Es war ja auch ein enormer Fortschritt, nachdem wir jahrelang so primitiv
gewohnt hatten. Allein das Bad und das gemütliche kleine, mit
Polstermöbeln ausgestattete Wohnzimmer waren für uns die tollste
Errungenschaft.
Es gab nur ein Schlafzimmer, und oben unter dem Dach hatte jede Familie
ein kleines Mansardenzimmer, das dann bald für meine ältere Schwester
frei wurde, als mein Bruder in die Ferne zog und zu einer neuen
Arbeitsstelle in Tauberbischofsheim ging. Er gründete später eine Familie
und ist bis heute dort geblieben.
Meine jüngere Schwester machte später auch einen Platz frei. Sie ging
ins Ursulinenkloster nach Dorsten, um dort eine Hauswirtschaftslehre zu
machen. Nur ab und zu kam sie am Wochenende, wenn sie frei hatte,
nach Hause.
Von dem Leben in so einer Wohnung und dem dazugehörigen Ort bleiben
ja auch viele Erinnerungen zurück. Immerhin waren es für mich acht
Jahre, die ich dort verbracht habe, meine Jungmädchenzeit.

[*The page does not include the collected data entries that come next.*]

//! Go projects, built with a static `go get` into a private GOPATH.

use super::{select_binary, Backend};
use crate::asset::asset_string;
use crate::command_runner::{run_checked, CommandOptions, CommandRunner};
use crate::config::{StagingConfig, StagingPaths};
use crate::error::{BackendError, ConfigError};
use crate::image::strip_any_binary_suffix;
use crate::placeholder::PlaceholderMapping;
use std::path::{Path, PathBuf};

#[derive(Debug, Clone)]
pub struct GoOptions {
    /// Go toolchain to run.
    pub go_binary: String,
    /// GOPATH to build in; a `gopath` directory in the scratch dir otherwise.
    pub go_path: Option<PathBuf>,
}

impl Default for GoOptions {
    fn default() -> Self {
        Self {
            go_binary: "go".to_string(),
            go_path: None,
        }
    }
}

#[derive(Debug, Clone, Default)]
struct GoPaths {
    /// GOPATH the sources are fetched into.
    go_path: PathBuf,
    /// `<scratch>/gopath`, always private to the run.
    scratch_go_path: PathBuf,
    go_bin: PathBuf,
    project: PathBuf,
    go_root: Option<String>,
}

pub struct GoBackend {
    options: GoOptions,
    paths: GoPaths,
    binary: Option<String>,
}

impl GoBackend {
    pub fn new(options: GoOptions) -> Self {
        Self {
            options,
            paths: GoPaths::default(),
            binary: None,
        }
    }

    fn build_options(&self) -> CommandOptions {
        let mut options = CommandOptions::default()
            .clear_env()
            .env("GOPATH", self.paths.go_path.to_string_lossy())
            .env("GOBIN", self.paths.go_bin.to_string_lossy())
            .env("CGO_ENABLED", "0")
            .env("PATH", std::env::var("PATH").unwrap_or_default());
        if let Some(go_root) = &self.paths.go_root {
            options = options.env("GOROOT", go_root.as_str());
        }
        options
    }
}

impl Backend for GoBackend {
    fn name(&self) -> &'static str {
        "go"
    }

    fn placeholder_mapping(&self) -> PlaceholderMapping {
        PlaceholderMapping::new()
            .with("<GOPATH>", &self.paths.go_path)
            .with("<PROJPATH>", &self.paths.project)
    }

    fn validate(&self, _config: &StagingConfig) -> Result<(), ConfigError> {
        if self.options.go_binary.is_empty() {
            return Err(ConfigError::EmptyOption("--go-binary"));
        }
        if let Some(go_path) = &self.options.go_path {
            if go_path.exists() && !go_path.is_dir() {
                return Err(ConfigError::InvalidDirectory {
                    option: "--go-path",
                    path: go_path.clone(),
                });
            }
        }
        Ok(())
    }

    fn setup_paths(
        &mut self,
        paths: &StagingPaths,
        config: &StagingConfig,
    ) -> Result<(), BackendError> {
        let scratch_go_path = paths.scratch.join("gopath");
        let go_path = self
            .options
            .go_path
            .clone()
            .unwrap_or_else(|| scratch_go_path.clone());

        if std::env::var_os("GOPATH").is_some() {
            tracing::warn!("GOPATH env var is ignored, use --go-path=\"$GOPATH\" instead");
        }
        let go_root = std::env::var("GOROOT").ok().filter(|root| !root.is_empty());
        if let Some(go_root) = &go_root {
            tracing::warn!(go_root = %go_root, "overriding GOROOT for the build");
        }

        // Import paths always use '/', whatever the host separator.
        let project = strip_any_binary_suffix(&config.project)
            .split('/')
            .filter(|part| !part.is_empty())
            .fold(go_path.join("src"), |path, part| path.join(part));

        self.paths = GoPaths {
            go_bin: scratch_go_path.join("bin"),
            go_path,
            scratch_go_path,
            project,
            go_root,
        };
        Ok(())
    }

    fn directories_to_make(&self) -> Vec<PathBuf> {
        vec![
            self.paths.scratch_go_path.clone(),
            self.paths.go_bin.clone(),
        ]
    }

    fn prepare_project(
        &mut self,
        runner: &dyn CommandRunner,
        config: &StagingConfig,
    ) -> Result<(), BackendError> {
        let args = [
            "get",
            "-a",
            "-tags",
            "netgo",
            "-ldflags",
            "-w",
            "-installsuffix",
            "nocgo",
            config.project.as_str(),
        ];
        let options = self.build_options();
        tracing::debug!(env = ?options.env, "go build environment");
        run_checked(runner, &self.options.go_binary, &args, &options)?;
        Ok(())
    }

    fn locate_binary(&mut self, config: &StagingConfig) -> Result<(), BackendError> {
        self.binary = Some(select_binary(
            &self.paths.go_bin,
            config.use_binary.as_deref(),
        )?);
        Ok(())
    }

    fn assets(&self, image_bin_dir: &Path) -> Result<Vec<String>, BackendError> {
        let binary = self.binary.as_ref().ok_or(BackendError::BinaryNotLocated)?;
        Ok(vec![asset_string(
            image_bin_dir.join(binary),
            self.paths.go_bin.join(binary),
        )])
    }

    fn binary_name(&self) -> Option<&str> {
        self.binary.as_deref()
    }

    fn repo_path(&self) -> Option<PathBuf> {
        Some(self.paths.project.clone())
    }
}
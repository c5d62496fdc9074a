//! Options and derived paths for one staging run.

use crate::error::ConfigError;
use imgstage_common::archive::ROOTFS_DIR;
use std::path::PathBuf;

/// Name of the image directory inside the scratch directory.
pub const IMAGE_DIR: &str = "aci";

/// Everything a staging run is configured with, independent of the backend.
#[derive(Debug, Clone, Default)]
pub struct StagingConfig {
    /// Project identifier handed to the backend, e.g. `example.com/app`.
    pub project: String,
    /// Extra entrypoint arguments, in order.
    pub exec: Vec<String>,
    /// Which built binary becomes the entrypoint.
    pub use_binary: Option<String>,
    /// Additional `<image path>:<local path>` assets.
    pub assets: Vec<String>,
    /// Local paths to leave out of the image.
    pub excludes: Vec<String>,
    pub keep_tmp_dir: bool,
    pub tmp_dir: Option<PathBuf>,
    /// Scratch directory of an earlier run whose build is reused.
    pub reuse_tmp_dir: Option<PathBuf>,
    /// Image artifact path; the backend's file name in the working directory otherwise.
    pub output: Option<PathBuf>,
    /// Replacement for `ldd`.
    pub dependency_lister: Option<String>,
}

impl StagingConfig {
    pub fn new(project: impl Into<String>) -> Self {
        Self {
            project: project.into(),
            ..Default::default()
        }
    }

    pub fn is_reusing(&self) -> bool {
        self.reuse_tmp_dir.is_some()
    }

    /// Backend-independent checks, run before anything touches the disk.
    pub fn validate(&self) -> Result<(), ConfigError> {
        if self.project.is_empty() {
            return Err(ConfigError::MissingProject);
        }

        if let (Some(tmp_dir), Some(reuse_dir)) = (&self.tmp_dir, &self.reuse_tmp_dir) {
            if tmp_dir != reuse_dir {
                return Err(ConfigError::ConflictingTmpDirs {
                    tmp_dir: tmp_dir.clone(),
                    reuse_dir: reuse_dir.clone(),
                });
            }
        }

        if let Some(reuse_dir) = &self.reuse_tmp_dir {
            if !reuse_dir.is_dir() {
                return Err(ConfigError::InvalidReuseDir(reuse_dir.clone()));
            }
        }

        if matches!(&self.dependency_lister, Some(lister) if lister.is_empty()) {
            return Err(ConfigError::EmptyOption("--dependency-lister"));
        }

        Ok(())
    }
}

/// Directories shared by every backend.
#[derive(Debug, Clone, PartialEq, Eq)]
pub struct StagingPaths {
    pub scratch: PathBuf,
    /// `<scratch>/aci`, archived as a whole at the end.
    pub image_dir: PathBuf,
    /// `<scratch>/aci/rootfs`, the staged image root filesystem.
    pub rootfs: PathBuf,
}

impl StagingPaths {
    pub fn under(scratch: impl Into<PathBuf>) -> Self {
        let scratch = scratch.into();
        let image_dir = scratch.join(IMAGE_DIR);
        let rootfs = image_dir.join(ROOTFS_DIR);
        Self {
            scratch,
            image_dir,
            rootfs,
        }
    }
}

#[cfg(test)]
mod tests {
    use super::*;

    #[test]
    fn paths_are_derived_from_scratch() {
        let paths = StagingPaths::under("/tmp/imgstage-go123");
        assert_eq!(paths.image_dir, PathBuf::from("/tmp/imgstage-go123/aci"));
        assert_eq!(paths.rootfs, PathBuf::from("/tmp/imgstage-go123/aci/rootfs"));
    }

    #[test]
    fn project_is_required() {
        let config = StagingConfig::default();
        assert!(matches!(config.validate(), Err(ConfigError::MissingProject)));
    }

    #[test]
    fn different_tmp_dirs_conflict() {
        let reuse = tempfile::tempdir().unwrap();
        let config = StagingConfig {
            tmp_dir: Some(PathBuf::from("/somewhere/else")),
            reuse_tmp_dir: Some(reuse.path().to_path_buf()),
            ..StagingConfig::new("example.com/app")
        };
        assert!(matches!(
            config.validate(),
            Err(ConfigError::ConflictingTmpDirs { .. })
        ));
    }

    #[test]
    fn identical_tmp_dirs_are_fine() {
        let reuse = tempfile::tempdir().unwrap();
        let config = StagingConfig {
            tmp_dir: Some(reuse.path().to_path_buf()),
            reuse_tmp_dir: Some(reuse.path().to_path_buf()),
            ..StagingConfig::new("example.com/app")
        };
        assert!(config.validate().is_ok());
        assert!(config.is_reusing());
    }

    #[test]
    fn reuse_dir_must_exist() {
        let config = StagingConfig {
            reuse_tmp_dir: Some(PathBuf::from("/nonexistent/imgstage-reuse")),
            ..StagingConfig::new("example.com/app")
        };
        assert!(matches!(
            config.validate(),
            Err(ConfigError::InvalidReuseDir(_))
        ));
    }

    #[test]
    fn empty_lister_is_rejected() {
        let config = StagingConfig {
            dependency_lister: Some(String::new()),
            ..StagingConfig::new("example.com/app")
        };
        assert!(matches!(
            config.validate(),
            Err(ConfigError::EmptyOption("--dependency-lister"))
        ));
    }
}
use crate::error::CommonError;
use serde::{Deserialize, Serialize};
use std::fmt;

/// Value of the `acKind` field for image manifests.
pub const IMAGE_MANIFEST_KIND: &str = "ImageManifest";

/// Schema version written into every manifest.
pub const MANIFEST_VERSION: &str = "0.8.11";

/// A validated manifest name.
///
/// Names are lowercase ASCII alphanumeric runs joined by single `-`, `.`,
/// `_`, `~` or `/` separators, e.g. `example.com/app-server`. They may not
/// start or end with a separator.
#[derive(Debug, Clone, PartialEq, Eq, Hash, Serialize, Deserialize)]
#[cfg_attr(feature = "schema", derive(schemars::JsonSchema))]
#[cfg_attr(feature = "schema", schemars(transparent))]
#[serde(try_from = "String", into = "String")]
pub struct AcName(String);

impl AcName {
    pub fn new(name: impl Into<String>) -> Result<Self, CommonError> {
        let name = name.into();
        validate_name(&name)?;
        Ok(Self(name))
    }

    pub fn as_str(&self) -> &str {
        &self.0
    }
}

fn validate_name(name: &str) -> Result<(), CommonError> {
    let invalid = |reason: &str| CommonError::InvalidName {
        name: name.to_string(),
        reason: reason.to_string(),
    };

    if name.is_empty() {
        return Err(invalid("name is empty"));
    }

    let mut previous_was_separator = true;
    for c in name.chars() {
        if c.is_ascii_lowercase() || c.is_ascii_digit() {
            previous_was_separator = false;
        } else if matches!(c, '-' | '.' | '_' | '~' | '/') {
            if previous_was_separator {
                return Err(invalid(
                    "separators must sit between alphanumeric characters",
                ));
            }
            previous_was_separator = true;
        } else {
            return Err(invalid(
                "only lowercase alphanumerics and '-', '.', '_', '~', '/' are allowed",
            ));
        }
    }

    if previous_was_separator {
        return Err(invalid("name ends with a separator"));
    }

    Ok(())
}

impl TryFrom<String> for AcName {
    type Error = CommonError;

    fn try_from(value: String) -> Result<Self, Self::Error> {
        Self::new(value)
    }
}

impl From<AcName> for String {
    fn from(value: AcName) -> Self {
        value.0
    }
}

impl fmt::Display for AcName {
    fn fmt(&self, f: &mut fmt::Formatter<'_>) -> fmt::Result {
        f.write_str(&self.0)
    }
}

/// A name/value label attached to the image.
#[derive(Debug, Clone, PartialEq, Eq, Serialize, Deserialize)]
#[cfg_attr(feature = "schema", derive(schemars::JsonSchema))]
pub struct Label {
    pub name: AcName,
    pub value: String,
}

impl Label {
    pub fn new(name: &str, value: impl Into<String>) -> Result<Self, CommonError> {
        Ok(Self {
            name: AcName::new(name)?,
            value: value.into(),
        })
    }
}

/// The application the image runs.
#[derive(Debug, Clone, PartialEq, Eq, Serialize, Deserialize)]
#[cfg_attr(feature = "schema", derive(schemars::JsonSchema))]
pub struct App {
    /// Entrypoint executable followed by its arguments.
    pub exec: Vec<String>,
    pub user: String,
    pub group: String,
}

/// The image manifest stored as the `manifest` entry of the artifact.
#[derive(Debug, Clone, PartialEq, Eq, Serialize, Deserialize)]
#[cfg_attr(feature = "schema", derive(schemars::JsonSchema))]
#[serde(rename_all = "camelCase")]
pub struct ImageManifest {
    pub ac_kind: String,
    pub ac_version: String,
    pub name: AcName,
    #[serde(default, skip_serializing_if = "Vec::is_empty")]
    pub labels: Vec<Label>,
    #[serde(skip_serializing_if = "Option::is_none")]
    pub app: Option<App>,
}

impl ImageManifest {
    /// A manifest with no app and no labels.
    pub fn blank(name: AcName) -> Self {
        Self {
            ac_kind: IMAGE_MANIFEST_KIND.to_string(),
            ac_version: MANIFEST_VERSION.to_string(),
            name,
            labels: Vec::new(),
            app: None,
        }
    }

    /// Find a label value by name.
    pub fn label(&self, name: &str) -> Option<&str> {
        self.labels
            .iter()
            .find(|label| label.name.as_str() == name)
            .map(|label| label.value.as_str())
    }

    pub fn to_json(&self) -> Result<String, CommonError> {
        Ok(serde_json::to_string_pretty(self)?)
    }
}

Eine Freundin fand ich schnell dadurch, dass mich ein Mädel einlud, mit
ihr ins Kino zu gehen. Das Angebot nahm ich freudig an. Sie war ein
Einzelkind und lebte mit ihrer Mutter in einer kleinen DachgeschossWohnung. Ihr Vater war im Krieg vermisst. Rosi, sie hieß genau wie ich,
ging dann nach Dülmen und machte dort eine Friseurlehre. So sahen wir
uns nur am Wochenende. Später heiratete sie und wohnt bis heute in
Dülmen.
Ich lernte aber auch noch andere Mädchen kennen, durch die
Berufsschule und den Jungfrauenverein. Jedes Jahr im Sommer war
Jugendbekenntnissonntag. Dann gingen wir stolz mit unserer Fahne zum
großen Treffen aller jungen Vereine in die Sixtus-Kirche.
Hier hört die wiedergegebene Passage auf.